(Dataset entries)
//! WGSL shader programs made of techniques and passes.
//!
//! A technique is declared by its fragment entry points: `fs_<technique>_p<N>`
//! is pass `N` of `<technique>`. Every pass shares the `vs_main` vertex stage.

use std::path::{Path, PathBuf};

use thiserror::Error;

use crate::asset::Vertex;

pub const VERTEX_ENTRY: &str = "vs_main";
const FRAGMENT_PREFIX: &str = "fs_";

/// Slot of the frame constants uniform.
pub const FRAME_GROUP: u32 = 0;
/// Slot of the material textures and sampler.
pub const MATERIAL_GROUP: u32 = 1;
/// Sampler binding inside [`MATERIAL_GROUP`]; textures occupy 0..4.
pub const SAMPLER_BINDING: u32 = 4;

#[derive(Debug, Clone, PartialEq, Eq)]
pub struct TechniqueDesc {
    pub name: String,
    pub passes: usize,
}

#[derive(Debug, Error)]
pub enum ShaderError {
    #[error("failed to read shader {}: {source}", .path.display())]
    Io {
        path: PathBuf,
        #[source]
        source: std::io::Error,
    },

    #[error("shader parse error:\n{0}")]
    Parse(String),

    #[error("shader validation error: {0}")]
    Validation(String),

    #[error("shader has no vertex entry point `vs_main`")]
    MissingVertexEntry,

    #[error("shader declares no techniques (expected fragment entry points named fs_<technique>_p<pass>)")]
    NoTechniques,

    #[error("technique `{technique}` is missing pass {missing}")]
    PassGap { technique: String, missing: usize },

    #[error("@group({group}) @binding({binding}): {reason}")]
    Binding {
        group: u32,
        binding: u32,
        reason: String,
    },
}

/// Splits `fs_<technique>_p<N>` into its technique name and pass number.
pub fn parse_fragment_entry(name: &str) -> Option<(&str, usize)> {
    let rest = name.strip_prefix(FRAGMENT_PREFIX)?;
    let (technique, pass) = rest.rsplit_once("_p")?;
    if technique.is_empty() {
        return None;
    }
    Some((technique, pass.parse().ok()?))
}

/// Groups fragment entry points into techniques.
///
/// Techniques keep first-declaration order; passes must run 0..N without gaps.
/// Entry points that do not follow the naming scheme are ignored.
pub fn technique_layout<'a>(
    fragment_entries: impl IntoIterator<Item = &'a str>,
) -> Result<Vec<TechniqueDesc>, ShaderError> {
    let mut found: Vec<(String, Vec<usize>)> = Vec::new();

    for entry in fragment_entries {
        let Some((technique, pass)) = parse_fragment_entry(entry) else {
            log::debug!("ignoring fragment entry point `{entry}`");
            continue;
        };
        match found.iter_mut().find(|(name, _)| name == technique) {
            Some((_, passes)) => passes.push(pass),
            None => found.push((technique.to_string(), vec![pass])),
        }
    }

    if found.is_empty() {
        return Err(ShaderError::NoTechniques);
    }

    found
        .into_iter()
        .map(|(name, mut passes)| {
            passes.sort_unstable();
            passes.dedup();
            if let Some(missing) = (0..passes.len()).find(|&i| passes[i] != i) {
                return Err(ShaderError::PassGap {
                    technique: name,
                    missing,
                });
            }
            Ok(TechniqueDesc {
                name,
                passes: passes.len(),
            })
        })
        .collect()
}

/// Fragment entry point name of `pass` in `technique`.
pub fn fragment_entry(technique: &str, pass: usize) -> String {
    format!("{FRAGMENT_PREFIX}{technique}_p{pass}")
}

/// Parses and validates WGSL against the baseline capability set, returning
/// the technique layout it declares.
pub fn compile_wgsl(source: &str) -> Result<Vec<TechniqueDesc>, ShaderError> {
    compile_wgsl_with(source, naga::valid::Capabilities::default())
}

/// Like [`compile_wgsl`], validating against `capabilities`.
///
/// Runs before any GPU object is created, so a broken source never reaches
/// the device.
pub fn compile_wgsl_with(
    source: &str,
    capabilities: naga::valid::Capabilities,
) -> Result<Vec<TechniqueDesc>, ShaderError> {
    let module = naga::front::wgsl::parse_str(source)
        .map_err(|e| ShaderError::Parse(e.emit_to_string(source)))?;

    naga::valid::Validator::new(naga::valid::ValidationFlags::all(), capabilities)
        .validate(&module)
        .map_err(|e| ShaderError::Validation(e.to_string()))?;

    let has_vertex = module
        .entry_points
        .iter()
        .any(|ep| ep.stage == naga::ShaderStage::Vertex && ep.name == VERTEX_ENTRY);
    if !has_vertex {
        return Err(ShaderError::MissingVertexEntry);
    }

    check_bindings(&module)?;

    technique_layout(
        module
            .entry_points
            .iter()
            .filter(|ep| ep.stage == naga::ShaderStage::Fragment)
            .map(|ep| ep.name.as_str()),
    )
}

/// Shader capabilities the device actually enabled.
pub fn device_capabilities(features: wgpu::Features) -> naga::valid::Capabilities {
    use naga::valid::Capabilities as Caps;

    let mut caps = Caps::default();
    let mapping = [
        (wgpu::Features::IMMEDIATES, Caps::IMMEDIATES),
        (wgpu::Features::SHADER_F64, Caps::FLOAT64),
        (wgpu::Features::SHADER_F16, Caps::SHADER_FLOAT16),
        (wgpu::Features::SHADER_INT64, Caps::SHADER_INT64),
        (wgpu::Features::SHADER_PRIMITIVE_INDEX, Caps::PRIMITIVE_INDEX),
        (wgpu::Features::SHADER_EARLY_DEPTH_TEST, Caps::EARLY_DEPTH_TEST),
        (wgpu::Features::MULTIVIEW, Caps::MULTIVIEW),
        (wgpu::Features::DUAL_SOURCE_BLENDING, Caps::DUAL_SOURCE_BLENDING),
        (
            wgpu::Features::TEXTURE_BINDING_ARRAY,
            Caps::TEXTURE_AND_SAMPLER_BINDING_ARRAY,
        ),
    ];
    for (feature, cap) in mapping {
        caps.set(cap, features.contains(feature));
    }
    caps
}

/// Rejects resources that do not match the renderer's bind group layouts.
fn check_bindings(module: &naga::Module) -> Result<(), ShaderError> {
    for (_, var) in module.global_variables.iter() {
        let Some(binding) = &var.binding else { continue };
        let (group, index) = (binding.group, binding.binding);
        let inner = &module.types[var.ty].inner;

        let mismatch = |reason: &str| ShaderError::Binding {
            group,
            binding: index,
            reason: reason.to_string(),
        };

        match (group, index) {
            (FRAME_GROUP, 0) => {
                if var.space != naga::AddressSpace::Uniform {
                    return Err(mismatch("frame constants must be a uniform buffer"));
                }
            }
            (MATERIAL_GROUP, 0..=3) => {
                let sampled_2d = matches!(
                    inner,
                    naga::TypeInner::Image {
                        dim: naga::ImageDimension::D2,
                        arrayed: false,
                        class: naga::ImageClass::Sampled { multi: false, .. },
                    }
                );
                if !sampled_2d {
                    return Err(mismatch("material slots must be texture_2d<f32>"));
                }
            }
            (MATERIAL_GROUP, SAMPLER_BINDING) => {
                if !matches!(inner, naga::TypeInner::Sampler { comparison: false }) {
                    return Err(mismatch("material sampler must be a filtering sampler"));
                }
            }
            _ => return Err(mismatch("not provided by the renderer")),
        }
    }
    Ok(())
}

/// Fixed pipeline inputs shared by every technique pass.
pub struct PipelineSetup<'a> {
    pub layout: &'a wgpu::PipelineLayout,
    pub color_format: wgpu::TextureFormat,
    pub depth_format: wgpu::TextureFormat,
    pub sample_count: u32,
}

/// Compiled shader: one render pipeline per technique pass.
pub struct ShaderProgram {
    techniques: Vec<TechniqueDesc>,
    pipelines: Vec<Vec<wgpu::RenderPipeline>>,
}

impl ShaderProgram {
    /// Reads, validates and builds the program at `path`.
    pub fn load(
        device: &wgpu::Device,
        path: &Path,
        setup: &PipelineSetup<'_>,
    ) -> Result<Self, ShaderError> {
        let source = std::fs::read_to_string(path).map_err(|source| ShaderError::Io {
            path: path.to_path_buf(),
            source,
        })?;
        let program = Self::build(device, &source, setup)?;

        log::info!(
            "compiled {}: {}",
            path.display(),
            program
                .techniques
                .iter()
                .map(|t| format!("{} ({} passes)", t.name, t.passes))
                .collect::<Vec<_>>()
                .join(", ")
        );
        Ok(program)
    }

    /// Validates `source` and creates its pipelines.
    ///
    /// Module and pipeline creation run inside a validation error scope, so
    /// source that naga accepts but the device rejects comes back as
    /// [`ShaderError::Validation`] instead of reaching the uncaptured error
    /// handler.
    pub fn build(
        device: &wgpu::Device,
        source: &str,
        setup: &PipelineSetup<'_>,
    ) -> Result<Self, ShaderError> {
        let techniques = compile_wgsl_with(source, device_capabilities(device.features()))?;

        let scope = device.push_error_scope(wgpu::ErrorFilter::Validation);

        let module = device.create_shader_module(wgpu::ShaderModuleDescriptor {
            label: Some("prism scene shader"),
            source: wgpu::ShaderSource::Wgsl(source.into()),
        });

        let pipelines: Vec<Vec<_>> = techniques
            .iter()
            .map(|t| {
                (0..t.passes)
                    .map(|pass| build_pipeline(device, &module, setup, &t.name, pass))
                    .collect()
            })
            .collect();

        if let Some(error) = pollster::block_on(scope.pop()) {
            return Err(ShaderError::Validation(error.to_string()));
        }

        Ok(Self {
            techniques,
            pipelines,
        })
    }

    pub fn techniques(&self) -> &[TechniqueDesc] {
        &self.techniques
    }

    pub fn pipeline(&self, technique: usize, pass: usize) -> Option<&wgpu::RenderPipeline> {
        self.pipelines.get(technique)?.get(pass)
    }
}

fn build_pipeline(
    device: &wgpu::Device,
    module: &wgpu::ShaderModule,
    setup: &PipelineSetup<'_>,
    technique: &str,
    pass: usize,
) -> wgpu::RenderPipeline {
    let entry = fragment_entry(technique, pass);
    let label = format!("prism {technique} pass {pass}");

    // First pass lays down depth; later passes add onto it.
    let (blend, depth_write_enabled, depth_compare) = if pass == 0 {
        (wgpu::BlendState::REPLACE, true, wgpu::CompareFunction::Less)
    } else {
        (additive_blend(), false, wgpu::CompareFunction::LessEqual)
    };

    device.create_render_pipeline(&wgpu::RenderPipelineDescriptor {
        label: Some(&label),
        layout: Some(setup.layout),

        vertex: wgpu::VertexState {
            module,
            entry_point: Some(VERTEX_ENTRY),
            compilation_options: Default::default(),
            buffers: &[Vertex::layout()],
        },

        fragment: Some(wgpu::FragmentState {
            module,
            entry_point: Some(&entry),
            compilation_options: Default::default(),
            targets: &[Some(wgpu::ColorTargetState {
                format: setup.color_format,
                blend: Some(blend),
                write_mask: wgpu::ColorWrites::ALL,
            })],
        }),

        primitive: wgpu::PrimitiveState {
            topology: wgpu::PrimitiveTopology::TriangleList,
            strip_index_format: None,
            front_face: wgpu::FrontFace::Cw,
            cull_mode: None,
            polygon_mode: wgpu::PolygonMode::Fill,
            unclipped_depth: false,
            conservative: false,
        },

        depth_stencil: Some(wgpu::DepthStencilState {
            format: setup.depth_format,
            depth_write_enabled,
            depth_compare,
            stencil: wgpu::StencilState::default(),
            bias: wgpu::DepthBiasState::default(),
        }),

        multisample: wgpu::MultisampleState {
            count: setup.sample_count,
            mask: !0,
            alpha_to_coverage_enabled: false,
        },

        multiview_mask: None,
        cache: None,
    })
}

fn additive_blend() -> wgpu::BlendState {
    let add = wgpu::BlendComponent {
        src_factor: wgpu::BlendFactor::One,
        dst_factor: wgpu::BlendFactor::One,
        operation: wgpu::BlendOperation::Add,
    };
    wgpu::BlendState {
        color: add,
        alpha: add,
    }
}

==

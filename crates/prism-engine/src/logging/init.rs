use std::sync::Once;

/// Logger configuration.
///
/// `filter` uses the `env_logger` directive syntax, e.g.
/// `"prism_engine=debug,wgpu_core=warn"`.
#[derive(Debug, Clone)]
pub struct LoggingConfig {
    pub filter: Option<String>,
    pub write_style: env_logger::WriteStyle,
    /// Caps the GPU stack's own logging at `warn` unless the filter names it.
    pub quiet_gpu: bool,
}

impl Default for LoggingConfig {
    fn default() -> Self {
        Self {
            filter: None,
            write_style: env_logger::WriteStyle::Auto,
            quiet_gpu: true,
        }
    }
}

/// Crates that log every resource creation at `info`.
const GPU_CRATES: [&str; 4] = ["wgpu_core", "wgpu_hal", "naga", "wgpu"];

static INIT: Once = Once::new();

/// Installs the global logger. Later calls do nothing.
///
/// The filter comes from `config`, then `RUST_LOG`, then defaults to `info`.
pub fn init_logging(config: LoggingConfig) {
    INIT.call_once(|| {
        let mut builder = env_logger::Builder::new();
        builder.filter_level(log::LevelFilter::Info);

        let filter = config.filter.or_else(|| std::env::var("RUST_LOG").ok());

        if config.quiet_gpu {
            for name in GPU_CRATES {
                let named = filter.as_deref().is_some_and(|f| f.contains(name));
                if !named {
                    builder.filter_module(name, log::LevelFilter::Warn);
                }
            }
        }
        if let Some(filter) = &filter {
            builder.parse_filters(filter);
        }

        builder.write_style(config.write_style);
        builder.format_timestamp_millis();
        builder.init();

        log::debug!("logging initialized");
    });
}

## ABOUT THIS TASK
Say how many lines of the data above have the string "builder" in them, and write nothing besides that number.

## WRITTEN ANSWER
7